Я сыграл ему один из своих хоров на слова из “Есенинской Библии”, полный сладковатых гармонических ходов, очень мне нравившихся. Вердикт был суров: “Это не критически воспринятый Гречанинов. Духовная музыка должна быть целомудренна”.
Однажды он уличил меня в заимствовании чужой интонации. “Ну, если немного, то это — ничего”, — успокоил, впрочем, он меня тут же. В своих вещах, подобно Генделю, он иногда использовал некоторые цитаты, или, вернее, интонационные аллюзии (вспомним хотя бы романс из “Метели”), но, инсталлированные в его собственные мелодические построения, они совершенно преображались, выявляя новые, скрытые доселе образные резервы.
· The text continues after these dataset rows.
use serde::{Deserialize, Serialize};
use std::cmp::Ordering;
use std::collections::BTreeMap;

use crate::VertexId;

/// How scores of candidates are combined and ranked.
#[derive(Debug, Default, Copy, Clone, PartialEq, Eq, Hash, Serialize, Deserialize)]
#[serde(rename_all = "snake_case")]
pub enum Fold {
    /// Values are added; higher totals are preferred.
    Sum,
    /// Lowest value is kept and preferred.
    #[default]
    Less,
    /// Highest value is kept and preferred.
    Greater,
    /// Like `Less`, but candidates whose scores form a contiguous run are ranked first.
    IntervalLess,
    /// Like `Greater`, but candidates whose scores form a contiguous run are ranked first.
    IntervalGreater,
}

impl Fold {
    pub fn combine(&self, current: i64, value: i64) -> i64 {
        match self {
            Fold::Sum => current.saturating_add(value),
            Fold::Less | Fold::IntervalLess => current.min(value),
            Fold::Greater | Fold::IntervalGreater => current.max(value),
        }
    }

    #[inline]
    fn prefers_low(&self) -> bool {
        matches!(self, Fold::Less | Fold::IntervalLess)
    }

    #[inline]
    pub fn is_interval(&self) -> bool {
        matches!(self, Fold::IntervalLess | Fold::IntervalGreater)
    }

    /// Order of two scores, the preferred one first.
    pub fn compare(&self, a: i64, b: i64) -> Ordering {
        if self.prefers_low() { a.cmp(&b) } else { b.cmp(&a) }
    }

    /// Returns the positions of `items` from the most to the least preferred.
    /// Ties are broken by the candidate id.
    pub fn rank(&self, items: &[(i64, VertexId)]) -> Vec<usize> {
        let mut order: Vec<usize> = (0..items.len()).collect();
        if !self.is_interval() {
            order.sort_by(|&a, &b| {
                self.compare(items[a].0, items[b].0)
                    .then(items[a].1.cmp(&items[b].1))
            });
            return order;
        }

        order.sort_by_key(|&i| (items[i].0, items[i].1));
        // (run length, run start, run end) for every item
        let mut runs = vec![(0usize, 0i64, 0i64); items.len()];
        let mut begin = 0;
        while begin < order.len() {
            let mut end = begin + 1;
            while end < order.len()
                && items[order[end]].0 <= items[order[end - 1]].0.saturating_add(1)
            {
                end += 1;
            }
            let run = (end - begin, items[order[begin]].0, items[order[end - 1]].0);
            for &i in &order[begin..end] {
                runs[i] = run;
            }
            begin = end;
        }
        let low = self.prefers_low();
        order.sort_by(|&a, &b| {
            let (len_a, start_a, end_a) = runs[a];
            let (len_b, start_b, end_b) = runs[b];
            let position = if low {
                start_a.cmp(&start_b)
            } else {
                end_b.cmp(&end_a)
            };
            len_b
                .cmp(&len_a)
                .then(position)
                .then(self.compare(items[a].0, items[b].0))
                .then(items[a].1.cmp(&items[b].1))
        });
        order
    }
}

/// Per-match score aggregates of candidates.
#[derive(Debug, Clone, Default)]
pub struct ScoreAccumulator {
    fold: Fold,
    scores: BTreeMap<VertexId, i64>,
}

impl ScoreAccumulator {
    pub fn new(fold: Fold) -> Self {
        ScoreAccumulator {
            fold,
            scores: BTreeMap::new(),
        }
    }

    #[inline]
    pub fn fold(&self) -> Fold {
        self.fold
    }

    pub fn accumulate(&mut self, candidate: VertexId, value: i64) {
        let fold = self.fold;
        self.scores
            .entry(candidate)
            .and_modify(|score| *score = fold.combine(*score, value))
            .or_insert(value);
    }

    pub fn get(&self, candidate: VertexId) -> Option<i64> {
        self.scores.get(&candidate).copied()
    }

    #[inline]
    pub fn len(&self) -> usize {
        self.scores.len()
    }

    #[inline]
    pub fn is_empty(&self) -> bool {
        self.scores.is_empty()
    }

    pub fn total(&self) -> i64 {
        self.scores
            .values()
            .fold(0i64, |acc, score| acc.saturating_add(*score))
    }

    /// The most preferred of the given candidates that have a score.
    pub fn best_of(&self, candidates: impl IntoIterator<Item = VertexId>) -> Option<VertexId> {
        let items: Vec<(i64, VertexId)> = candidates
            .into_iter()
            .filter_map(|c| self.get(c).map(|score| (score, c)))
            .collect();
        self.fold.rank(&items).first().map(|&i| items[i].1)
    }

    pub fn best(&self) -> Option<VertexId> {
        self.best_of(self.scores.keys().copied())
    }
}

#[cfg(test)]
mod tests {
    use super::*;

    fn v(id: u32) -> VertexId {
        VertexId::new(id)
    }

    #[test]
    fn accumulate_per_fold() {
        let mut sum = ScoreAccumulator::new(Fold::Sum);
        let mut less = ScoreAccumulator::new(Fold::Less);
        let mut greater = ScoreAccumulator::new(Fold::Greater);
        for value in [5, 2, 9] {
            sum.accumulate(v(1), value);
            less.accumulate(v(1), value);
            greater.accumulate(v(1), value);
        }
        assert_eq!(sum.get(v(1)), Some(16));
        assert_eq!(less.get(v(1)), Some(2));
        assert_eq!(greater.get(v(1)), Some(9));
        assert_eq!(sum.get(v(2)), None);
    }

    #[test]
    fn best_of_breaks_ties_by_id() {
        let mut acc = ScoreAccumulator::new(Fold::Greater);
        acc.accumulate(v(7), 3);
        acc.accumulate(v(2), 3);
        acc.accumulate(v(4), 1);
        assert_eq!(acc.best(), Some(v(2)));
        assert_eq!(acc.best_of([v(4), v(7)]), Some(v(7)));
        assert_eq!(acc.best_of([v(9)]), None);
        assert_eq!(acc.total(), 7);
    }

    #[test]
    fn less_prefers_low_scores() {
        let items = [(4, v(0)), (1, v(1)), (3, v(2)), (1, v(3))];
        assert_eq!(Fold::Less.rank(&items), vec![1, 3, 2, 0]);
        assert_eq!(Fold::Greater.rank(&items), vec![0, 2, 1, 3]);
    }

    #[test]
    fn interval_prefers_long_runs() {
        // runs: {1, 2, 3}, {7, 8}, {20}
        let items = [
            (20, v(0)),
            (7, v(1)),
            (2, v(2)),
            (8, v(3)),
            (1, v(4)),
            (3, v(5)),
        ];
        let greater: Vec<i64> = Fold::IntervalGreater
            .rank(&items)
            .into_iter()
            .map(|i| items[i].0)
            .collect();
        assert_eq!(greater, vec![3, 2, 1, 8, 7, 20]);
        let less: Vec<i64> = Fold::IntervalLess
            .rank(&items)
            .into_iter()
            .map(|i| items[i].0)
            .collect();
        assert_eq!(less, vec![1, 2, 3, 7, 8, 20]);
    }

    #[test]
    fn interval_equal_runs_ordered_by_position() {
        let items = [(1, v(0)), (2, v(1)), (10, v(2)), (11, v(3))];
        let first = Fold::IntervalGreater.rank(&items)[0];
        assert_eq!(items[first].0, 11);
        let first = Fold::IntervalLess.rank(&items)[0];
        assert_eq!(items[first].0, 1);
    }
}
В другой раз, во время разговора я опрометчиво заявил, что композитору-де необходимо согласовываться с политической конъюнктурой. Как он взвился! “Никогда я этого не делал и вам не рекомендую!” — словно бы отрезал он.
Замечательным был один его афоризм, абсолютную истинность которого я ощутил уже много позже, так сказать, на собственной шкуре: “Надо стремиться, чтобы твою музыку исполняли только очень хорошие музыканты, потому что и за плохое исполнение, и за плохих исполнителей отвечать придется лишь одному композитору”.
В другом моем сочинении, кажется, в “Покаянных песнях”, он обрушился вдруг на меня со словами: “Вы играете не так, как у вас записано. Надо очень внимательно относиться к точности записи!” Следует вспомнить, что сам он по многу лет и даже десятилетий отделывал свои партитуры.
Как правило, он сначала сам садился играть мои вещи, словно хотел прощупать их пальцами, но потом его начинало многое не устраивать в моем тексте, и он усаживал меня самого продолжать играть начатое, чтобы, не отвлекаясь на частности, схватить общее впечатление.
Георгий Васильевич позволял мне фиксировать некоторые его фразы и мысли, кажется, был даже доволен, когда я по-шпионски включал диктофон или производил записи в блокнот. Делал вид, что не замечает моего корреспондентства. Поэтому я могу ручаться за стилистическую точность приводимых здесь его высказываний.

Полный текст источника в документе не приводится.